## Task inputs
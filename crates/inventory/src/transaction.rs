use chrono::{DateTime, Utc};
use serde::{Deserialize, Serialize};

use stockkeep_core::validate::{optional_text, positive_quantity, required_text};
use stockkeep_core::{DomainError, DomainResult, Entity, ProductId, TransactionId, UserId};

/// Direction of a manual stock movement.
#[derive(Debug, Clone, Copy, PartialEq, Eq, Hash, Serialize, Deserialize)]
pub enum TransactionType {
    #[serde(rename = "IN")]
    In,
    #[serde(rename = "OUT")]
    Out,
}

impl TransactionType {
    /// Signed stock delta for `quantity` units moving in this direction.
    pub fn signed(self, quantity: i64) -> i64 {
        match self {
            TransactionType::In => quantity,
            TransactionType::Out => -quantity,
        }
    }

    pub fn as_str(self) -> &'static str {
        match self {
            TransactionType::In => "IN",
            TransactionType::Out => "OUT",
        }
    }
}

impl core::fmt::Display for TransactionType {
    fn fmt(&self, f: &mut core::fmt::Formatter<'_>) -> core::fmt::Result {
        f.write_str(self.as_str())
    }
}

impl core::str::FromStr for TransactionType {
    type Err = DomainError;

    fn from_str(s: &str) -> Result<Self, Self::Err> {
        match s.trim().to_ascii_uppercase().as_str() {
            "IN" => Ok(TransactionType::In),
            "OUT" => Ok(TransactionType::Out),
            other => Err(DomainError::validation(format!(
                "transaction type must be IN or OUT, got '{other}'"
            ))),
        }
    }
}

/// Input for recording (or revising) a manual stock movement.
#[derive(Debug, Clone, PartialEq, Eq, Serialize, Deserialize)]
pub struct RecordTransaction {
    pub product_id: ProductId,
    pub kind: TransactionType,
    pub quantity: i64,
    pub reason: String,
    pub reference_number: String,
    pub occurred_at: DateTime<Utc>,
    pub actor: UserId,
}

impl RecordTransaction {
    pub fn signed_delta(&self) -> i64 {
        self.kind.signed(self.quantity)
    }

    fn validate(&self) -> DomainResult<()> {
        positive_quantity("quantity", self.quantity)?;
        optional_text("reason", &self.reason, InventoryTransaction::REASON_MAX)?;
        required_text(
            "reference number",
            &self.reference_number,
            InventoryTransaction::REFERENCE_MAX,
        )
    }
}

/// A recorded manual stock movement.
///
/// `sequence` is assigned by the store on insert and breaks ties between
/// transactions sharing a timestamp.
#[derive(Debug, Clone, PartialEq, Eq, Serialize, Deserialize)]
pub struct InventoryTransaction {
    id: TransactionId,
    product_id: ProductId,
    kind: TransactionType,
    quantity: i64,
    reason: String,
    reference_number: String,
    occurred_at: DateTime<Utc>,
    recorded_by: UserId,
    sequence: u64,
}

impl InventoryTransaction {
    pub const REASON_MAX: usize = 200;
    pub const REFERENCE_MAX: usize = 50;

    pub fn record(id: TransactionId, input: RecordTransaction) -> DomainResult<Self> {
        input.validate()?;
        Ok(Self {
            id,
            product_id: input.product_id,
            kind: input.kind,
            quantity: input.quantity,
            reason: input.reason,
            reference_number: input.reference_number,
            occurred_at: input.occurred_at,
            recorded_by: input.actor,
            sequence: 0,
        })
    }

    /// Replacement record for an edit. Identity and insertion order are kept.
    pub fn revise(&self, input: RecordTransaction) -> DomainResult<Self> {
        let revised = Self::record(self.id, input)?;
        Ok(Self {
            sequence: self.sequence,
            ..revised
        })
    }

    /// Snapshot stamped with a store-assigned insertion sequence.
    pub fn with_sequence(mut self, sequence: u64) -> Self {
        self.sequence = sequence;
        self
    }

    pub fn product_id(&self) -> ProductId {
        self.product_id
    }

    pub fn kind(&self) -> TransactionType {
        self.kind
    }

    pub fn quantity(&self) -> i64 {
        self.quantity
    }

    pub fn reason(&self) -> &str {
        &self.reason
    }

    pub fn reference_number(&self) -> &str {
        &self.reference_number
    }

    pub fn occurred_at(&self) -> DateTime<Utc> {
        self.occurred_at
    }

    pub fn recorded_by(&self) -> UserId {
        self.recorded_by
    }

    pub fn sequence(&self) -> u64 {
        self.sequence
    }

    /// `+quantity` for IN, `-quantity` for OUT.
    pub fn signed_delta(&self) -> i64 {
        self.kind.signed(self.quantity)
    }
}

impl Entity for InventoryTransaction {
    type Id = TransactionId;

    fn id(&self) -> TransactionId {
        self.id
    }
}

## What you are asked to do
The full set of records must be output again exactly.

## The completed task
filename crates/inventory/src/transaction.rs
use chrono::{DateTime, Utc};
use serde::{Deserialize, Serialize};

use stockkeep_core::validate::{optional_text, positive_quantity, required_text};
use stockkeep_core::{DomainError, DomainResult, Entity, ProductId, TransactionId, UserId};

/// Direction of a manual stock movement.
#[derive(Debug, Clone, Copy, PartialEq, Eq, Hash, Serialize, Deserialize)]
pub enum TransactionType {
    #[serde(rename = "IN")]
    In,
    #[serde(rename = "OUT")]
    Out,
}

impl TransactionType {
    /// Signed stock delta for `quantity` units moving in this direction.
    pub fn signed(self, quantity: i64) -> i64 {
        match self {
            TransactionType::In => quantity,
            TransactionType::Out => -quantity,
        }
    }

    pub fn as_str(self) -> &'static str {
        match self {
            TransactionType::In => "IN",
            TransactionType::Out => "OUT",
        }
    }
}

impl core::fmt::Display for TransactionType {
    fn fmt(&self, f: &mut core::fmt::Formatter<'_>) -> core::fmt::Result {
        f.write_str(self.as_str())
    }
}

impl core::str::FromStr for TransactionType {
    type Err = DomainError;

    fn from_str(s: &str) -> Result<Self, Self::Err> {
        match s.trim().to_ascii_uppercase().as_str() {
            "IN" => Ok(TransactionType::In),
            "OUT" => Ok(TransactionType::Out),
            other => Err(DomainError::validation(format!(
                "transaction type must be IN or OUT, got '{other}'"
            ))),
        }
    }
}

/// Input for recording (or revising) a manual stock movement.
#[derive(Debug, Clone, PartialEq, Eq, Serialize, Deserialize)]
pub struct RecordTransaction {
    pub product_id: ProductId,
    pub kind: TransactionType,
    pub quantity: i64,
    pub reason: String,
    pub reference_number: String,
    pub occurred_at: DateTime<Utc>,
    pub actor: UserId,
}

impl RecordTransaction {
    pub fn signed_delta(&self) -> i64 {
        self.kind.signed(self.quantity)
    }

    fn validate(&self) -> DomainResult<()> {
        positive_quantity("quantity", self.quantity)?;
        optional_text("reason", &self.reason, InventoryTransaction::REASON_MAX)?;
        required_text(
            "reference number",
            &self.reference_number,
            InventoryTransaction::REFERENCE_MAX,
        )
    }
}

/// A recorded manual stock movement.
///
/// `sequence` is assigned by the store on insert and breaks ties between
/// transactions sharing a timestamp.
#[derive(Debug, Clone, PartialEq, Eq, Serialize, Deserialize)]
pub struct InventoryTransaction {
    id: TransactionId,
    product_id: ProductId,
    kind: TransactionType,
    quantity: i64,
    reason: String,
    reference_number: String,
    occurred_at: DateTime<Utc>,
    recorded_by: UserId,
    sequence: u64,
}

impl InventoryTransaction {
    pub const REASON_MAX: usize = 200;
    pub const REFERENCE_MAX: usize = 50;

    pub fn record(id: TransactionId, input: RecordTransaction) -> DomainResult<Self> {
        input.validate()?;
        Ok(Self {
            id,
            product_id: input.product_id,
            kind: input.kind,
            quantity: input.quantity,
            reason: input.reason,
            reference_number: input.reference_number,
            occurred_at: input.occurred_at,
            recorded_by: input.actor,
            sequence: 0,
        })
    }

    /// Replacement record for an edit. Identity and insertion order are kept.
    pub fn revise(&self, input: RecordTransaction) -> DomainResult<Self> {
        let revised = Self::record(self.id, input)?;
        Ok(Self {
            sequence: self.sequence,
            ..revised
        })
    }

    /// Snapshot stamped with a store-assigned insertion sequence.
    pub fn with_sequence(mut self, sequence: u64) -> Self {
        self.sequence = sequence;
        self
    }

    pub fn product_id(&self) -> ProductId {
        self.product_id
    }

    pub fn kind(&self) -> TransactionType {
        self.kind
    }

    pub fn quantity(&self) -> i64 {
        self.quantity
    }

    pub fn reason(&self) -> &str {
        &self.reason
    }

    pub fn reference_number(&self) -> &str {
        &self.reference_number
    }

    pub fn occurred_at(&self) -> DateTime<Utc> {
        self.occurred_at
    }

    pub fn recorded_by(&self) -> UserId {
        self.recorded_by
    }

    pub fn sequence(&self) -> u64 {
        self.sequence
    }

    /// `+quantity` for IN, `-quantity` for OUT.
    pub fn signed_delta(&self) -> i64 {
        self.kind.signed(self.quantity)
    }
}

impl Entity for InventoryTransaction {
    type Id = TransactionId;

    fn id(&self) -> TransactionId {
        self.id
    }
}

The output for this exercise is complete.